And thou lovest not? If so Young as thou art, thou canst afford to weep.

LADY.

Oh! would that I could claim exemption
From all the bitterness of that sweet name.
I loved, I love, and when I love no more
Let joys and grief perish, and leave despair
To ring the knell of youth. He stood beside me,
The embodied vision of the brightest dream,
Which like a dawn heralds the day of life;
The shadow of his presence made my world
A paradise. All familiar things he touched,
All common words he spoke, became to me
Like forms and sounds of a diviner world.
He was as is the sun in his fierce youth,
As terrible and lovely as a tempest ;
He came, and went, and left me what I am.
Alas! Why must I think how oft we two
Have sat together near the river springs,
Under the green pavilion which the willow
Spreads on the floor of the unbroken fountain,
Strewn by the nurslings that linger there,
Over that islet paved with flowers and moss,
While the musk-rose leaves, like flakes of crimson
snow,

Showered on us, and the dove mourned in the pine,
Sad prophetess of sorrows not her own.

INDIAN.

Your breath is like soft music, your words are The echoes of a voice which on my heart

Sleeps like a melody of early days.
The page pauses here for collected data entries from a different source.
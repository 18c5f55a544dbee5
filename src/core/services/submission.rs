//! The attempt state machine. A submission is created `InProgress` by
//! [`SubmissionEngine::start`], walked with `next`/`back`, answered with
//! `submit` and closed by `end` or by running out of answer time.
//!
//! Every operation runs in its own transaction taken from the manager and the
//! engine keeps nothing between calls.

use crate::core::models::{
    answer::{AnswerValue, Upsert as AnswerUpsert},
    common::Ctx,
    question::{Question, QuestionView},
    questionnaire::Policy,
    submission::{Insert as SubmissionInsert, Query as SubmissionQuery, Started, SubmissionStatus, UserSubmission},
};
use crate::core::ports::clock::Clock;
use crate::core::ports::repository::{AnswerCommon, Manager, QuestionCommon, QuestionnaireCommon, Store, SubmissionCommon, TxStore};
use crate::error::Error;
use chrono::{DateTime, Utc};
use log::{Level, Log, Record};
use std::fmt;
use std::sync::Arc;

const LOG_TARGET: &str = "submission";

enum Step<T> {
    Continue(T),
    // submission was closed for running out of time, the close must be committed
    Expired(i32),
}

pub struct SubmissionEngine<M, C> {
    manager: M,
    clock: C,
    logger: Arc<dyn Log>,
}

impl<M, C> SubmissionEngine<M, C>
where
    M: Manager,
    C: Clock,
{
    pub fn new(manager: M, clock: C, logger: Arc<dyn Log>) -> Self {
        Self { manager, clock, logger }
    }

    pub async fn policy(&self, questionnaire_id: i32) -> Result<Policy, Error> {
        let mut store = self.manager.db().await?;
        policy_of(&mut store, questionnaire_id).await
    }

    /// Opens a new attempt and returns it together with the first question.
    ///
    /// When the questionnaire has no questions the attempt is still persisted
    /// and `QuestionsNotFound` is returned.
    pub async fn start(&self, ctx: &Ctx, uid: i32, questionnaire_id: i32) -> Result<Started, Error> {
        let mut tx = self.manager.tx().await?;
        let res = self.start_in(ctx, &mut tx, uid, questionnaire_id).await;
        let (submission_id, questions) = self.settle(ctx, tx, res).await?;
        match questions.into_iter().next() {
            Some(question) => {
                self.log(
                    Level::Info,
                    format_args!("[{}] user {} started submission {} of questionnaire {}", ctx, uid, submission_id, questionnaire_id),
                );
                Ok(Started {
                    submission_id,
                    question: question.into(),
                })
            }
            None => {
                self.log(
                    Level::Warn,
                    format_args!("[{}] submission {} started on questionnaire {} which has no questions", ctx, submission_id, questionnaire_id),
                );
                Err(Error::QuestionsNotFound(questionnaire_id))
            }
        }
    }

    async fn start_in<S: Store>(&self, ctx: &Ctx, store: &mut S, uid: i32, questionnaire_id: i32) -> Result<Step<(i32, Vec<Question>)>, Error> {
        let policy = policy_of(store, questionnaire_id).await?;
        let now = self.clock.now();
        if !policy.is_available(now) {
            return Err(Error::QuestionnaireNotAvailable(questionnaire_id));
        }
        SubmissionCommon::lock_attempts(store, uid, questionnaire_id).await?;
        if policy.submit_limit > 0 {
            let attempts = SubmissionCommon::count(
                store,
                &SubmissionQuery {
                    user_id_eq: Some(uid),
                    questionnaire_id_eq: Some(questionnaire_id),
                    ..default::default()
                },
            )
            .await?;
            if attempts >= i64::from(policy.submit_limit) {
                return Err(Error::SubmissionLimitExceeded {
                    questionnaire_id,
                    limit: policy.submit_limit,
                });
            }
        }
        if let Some(mut active) = SubmissionCommon::in_progress_for_update(store, uid, questionnaire_id).await? {
            if !policy.is_expired(active.created_at, now) {
                return Err(Error::SubmissionInProgress(active.id));
            }
            terminate(store, &mut active, now).await?;
            self.log(Level::Info, format_args!("[{}] submission {} ran out of time and was closed before a restart", ctx, active.id));
        }
        let submission_id = SubmissionCommon::insert(
            store,
            SubmissionInsert {
                user_id: uid,
                questionnaire_id,
                created_at: now,
            },
        )
        .await?;
        QuestionnaireCommon::increase_participation(store, questionnaire_id).await?;
        let questions = QuestionCommon::list_ordered(store, questionnaire_id).await?;
        Ok(Step::Continue((submission_id, questions)))
    }

    /// Records the answer to the question under the cursor. Answering the
    /// same question again replaces the earlier answer; the cursor never moves.
    pub async fn submit(&self, ctx: &Ctx, uid: i32, submission_id: i32, question_id: i32, value: AnswerValue) -> Result<i32, Error> {
        let mut tx = self.manager.tx().await?;
        let res = self.submit_in(&mut tx, uid, submission_id, question_id, value).await;
        let answer_id = self.settle(ctx, tx, res).await?;
        self.log(
            Level::Debug,
            format_args!("[{}] answer {} recorded for question {} of submission {}", ctx, answer_id, question_id, submission_id),
        );
        Ok(answer_id)
    }

    async fn submit_in<S: Store>(&self, store: &mut S, uid: i32, submission_id: i32, question_id: i32, value: AnswerValue) -> Result<Step<i32>, Error> {
        let mut submission = active_submission(store, uid, submission_id).await?;
        let now = self.clock.now();
        if let Step::Expired(id) = policy_unless_expired(store, &mut submission, now).await? {
            return Ok(Step::Expired(id));
        }
        let questions = QuestionCommon::list_ordered(store, submission.questionnaire_id).await?;
        let current = usize::try_from(submission.current_question_index).ok().and_then(|i| questions.get(i));
        let question = match current {
            Some(q) if q.id == question_id => q,
            _ => {
                return Err(Error::SubmissionQuestionMismatch {
                    expected: current.map(|q| q.id),
                    got: question_id,
                })
            }
        };
        check_answer(question, &value)?;
        let answer_id = AnswerCommon::upsert(store, AnswerUpsert::new(question_id, uid, submission_id, value)).await?;
        submission.updated_at = now;
        SubmissionCommon::update(store, &submission).await?;
        Ok(Step::Continue(answer_id))
    }

    /// Moves the cursor forward. An attempt past its answer time is closed
    /// instead, as with `submit`.
    pub async fn next(&self, ctx: &Ctx, uid: i32, submission_id: i32) -> Result<QuestionView, Error> {
        let mut tx = self.manager.tx().await?;
        let res = self.next_in(&mut tx, uid, submission_id).await;
        let question = self.settle(ctx, tx, res).await?;
        self.log(Level::Debug, format_args!("[{}] submission {} moved forward to question {}", ctx, submission_id, question.index));
        Ok(question.into())
    }

    async fn next_in<S: Store>(&self, store: &mut S, uid: i32, submission_id: i32) -> Result<Step<Question>, Error> {
        let mut submission = active_submission(store, uid, submission_id).await?;
        if let Step::Expired(id) = policy_unless_expired(store, &mut submission, self.clock.now()).await? {
            return Ok(Step::Expired(id));
        }
        let questions = QuestionCommon::list_ordered(store, submission.questionnaire_id).await?;
        let next = submission.current_question_index + 1;
        let question = usize::try_from(next)
            .ok()
            .and_then(|i| questions.into_iter().nth(i))
            .ok_or(Error::NoMoreQuestions(submission_id))?;
        self.move_cursor(store, &mut submission, next).await?;
        Ok(Step::Continue(question))
    }

    pub async fn back(&self, ctx: &Ctx, uid: i32, submission_id: i32) -> Result<QuestionView, Error> {
        let mut tx = self.manager.tx().await?;
        let res = self.back_in(&mut tx, uid, submission_id).await;
        let question = self.settle(ctx, tx, res).await?;
        self.log(Level::Debug, format_args!("[{}] submission {} moved back to question {}", ctx, submission_id, question.index));
        Ok(question.into())
    }

    async fn back_in<S: Store>(&self, store: &mut S, uid: i32, submission_id: i32) -> Result<Step<Question>, Error> {
        let mut submission = active_submission(store, uid, submission_id).await?;
        let policy = match policy_unless_expired(store, &mut submission, self.clock.now()).await? {
            Step::Continue(policy) => policy,
            Step::Expired(id) => return Ok(Step::Expired(id)),
        };
        if !policy.back_compatible {
            return Err(Error::BackNotAllowed(submission_id));
        }
        if submission.current_question_index <= 0 {
            return Err(Error::NoPreviousQuestion(submission_id));
        }
        let questions = QuestionCommon::list_ordered(store, submission.questionnaire_id).await?;
        let previous = submission.current_question_index - 1;
        let question = usize::try_from(previous)
            .ok()
            .and_then(|i| questions.into_iter().nth(i))
            .ok_or(Error::NoPreviousQuestion(submission_id))?;
        self.move_cursor(store, &mut submission, previous).await?;
        Ok(Step::Continue(question))
    }

    /// Closes the attempt wherever its cursor is. Answered-ness of the
    /// questions is not checked.
    pub async fn end(&self, ctx: &Ctx, uid: i32, submission_id: i32) -> Result<(), Error> {
        let mut tx = self.manager.tx().await?;
        let res = self.end_in(&mut tx, uid, submission_id).await;
        let cursor = self.settle(ctx, tx, res).await?;
        self.log(Level::Info, format_args!("[{}] submission {} ended at question {}", ctx, submission_id, cursor));
        Ok(())
    }

    async fn end_in<S: Store>(&self, store: &mut S, uid: i32, submission_id: i32) -> Result<Step<i32>, Error> {
        let mut submission = owned_submission(store, uid, submission_id).await?;
        terminate(store, &mut submission, self.clock.now()).await?;
        Ok(Step::Continue(submission.current_question_index))
    }

    /// Closes the attempt if it has run past the answer time and reports
    /// `QuestionnaireExpired` when it did so. Calling it again afterwards
    /// succeeds without touching the submission.
    pub async fn check_expire(&self, ctx: &Ctx, uid: i32, submission_id: i32) -> Result<(), Error> {
        let mut tx = self.manager.tx().await?;
        let res = self.check_expire_in(&mut tx, uid, submission_id).await;
        self.settle(ctx, tx, res).await
    }

    async fn check_expire_in<S: Store>(&self, store: &mut S, uid: i32, submission_id: i32) -> Result<Step<()>, Error> {
        let mut submission = owned_submission(store, uid, submission_id).await?;
        if !submission.is_in_progress() {
            return Ok(Step::Continue(()));
        }
        match policy_unless_expired(store, &mut submission, self.clock.now()).await? {
            Step::Continue(_) => Ok(Step::Continue(())),
            Step::Expired(id) => Ok(Step::Expired(id)),
        }
    }

    async fn move_cursor<S: Store>(&self, store: &mut S, submission: &mut UserSubmission, index: i32) -> Result<(), Error> {
        submission.current_question_index = index;
        submission.updated_at = self.clock.now();
        SubmissionCommon::update(store, submission).await
    }

    async fn settle<T, R>(&self, ctx: &Ctx, tx: T, res: Result<Step<R>, Error>) -> Result<R, Error>
    where
        T: TxStore,
    {
        match res {
            Ok(Step::Continue(r)) => {
                tx.commit().await?;
                Ok(r)
            }
            Ok(Step::Expired(submission_id)) => {
                tx.commit().await?;
                self.log(Level::Info, format_args!("[{}] submission {} expired and was closed", ctx, submission_id));
                Err(Error::QuestionnaireExpired(submission_id))
            }
            Err(e) => {
                if let Err(re) = tx.rollback().await {
                    self.log(Level::Error, format_args!("[{}] failed to roll back: {}", ctx, re));
                }
                Err(e)
            }
        }
    }

    fn log(&self, level: Level, args: fmt::Arguments<'_>) {
        self.logger.log(&Record::builder().args(args).level(level).target(LOG_TARGET).build());
    }
}

async fn policy_of<S: Store>(store: &mut S, questionnaire_id: i32) -> Result<Policy, Error> {
    QuestionnaireCommon::policy(store, questionnaire_id)
        .await?
        .ok_or(Error::QuestionnaireNotFound(questionnaire_id))
}

// closes the submission when its answer time has run out
async fn policy_unless_expired<S: Store>(store: &mut S, submission: &mut UserSubmission, now: DateTime<Utc>) -> Result<Step<Policy>, Error> {
    let policy = policy_of(store, submission.questionnaire_id).await?;
    if policy.is_expired(submission.created_at, now) {
        terminate(store, submission, now).await?;
        return Ok(Step::Expired(submission.id));
    }
    Ok(Step::Continue(policy))
}

// submissions of other users are reported the same way as missing ones
async fn owned_submission<S: Store>(store: &mut S, uid: i32, submission_id: i32) -> Result<UserSubmission, Error> {
    match SubmissionCommon::get_for_update(store, submission_id).await? {
        Some(s) if s.user_id == uid => Ok(s),
        _ => Err(Error::SubmissionNotInProgress(submission_id)),
    }
}

async fn active_submission<S: Store>(store: &mut S, uid: i32, submission_id: i32) -> Result<UserSubmission, Error> {
    let submission = owned_submission(store, uid, submission_id).await?;
    if !submission.is_in_progress() {
        return Err(Error::SubmissionNotInProgress(submission_id));
    }
    Ok(submission)
}

async fn terminate<S: Store>(store: &mut S, submission: &mut UserSubmission, now: DateTime<Utc>) -> Result<(), Error> {
    submission.status = SubmissionStatus::Done;
    submission.updated_at = now;
    SubmissionCommon::update(store, submission).await
}

fn check_answer(question: &Question, value: &AnswerValue) -> Result<(), Error> {
    match (question.descriptive, value) {
        (true, AnswerValue::Text(_)) => Ok(()),
        (true, AnswerValue::OptionId(_)) => Err(Error::InvalidAnswer(format!("question {} expects a text answer", question.id))),
        (false, AnswerValue::OptionId(id)) if question.has_option(*id) => Ok(()),
        (false, AnswerValue::OptionId(id)) => Err(Error::InvalidAnswer(format!("option {} does not belong to question {}", id, question.id))),
        (false, AnswerValue::Text(_)) => Err(Error::InvalidAnswer(format!("question {} expects an option", question.id))),
    }
}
But as you said—

LADY.

He was so awful, yet

So beautiful in mystery and terror,
Calming me as the loveliness of heaven
Soothes the unquiet sea :-and yet not so,
For he seemed stormy, and would often seem
A quenchless sun masked in portentous clouds;
For such his thoughts, and even his actions were;
But he was not of them, nor they of him,
But as they hid his splendour from the earth.
Some said he was a man of blood and peril,
And steeped in bitter infamy to the lips.
More need was there I should be innocent,
More need that I should be most true and kind,
And much more need that there should be found one
To share remorse, and scorn, and solitude,
And all the ills that wait on those who do
The tasks of ruin in the world of life.
He fled, and I have followed him.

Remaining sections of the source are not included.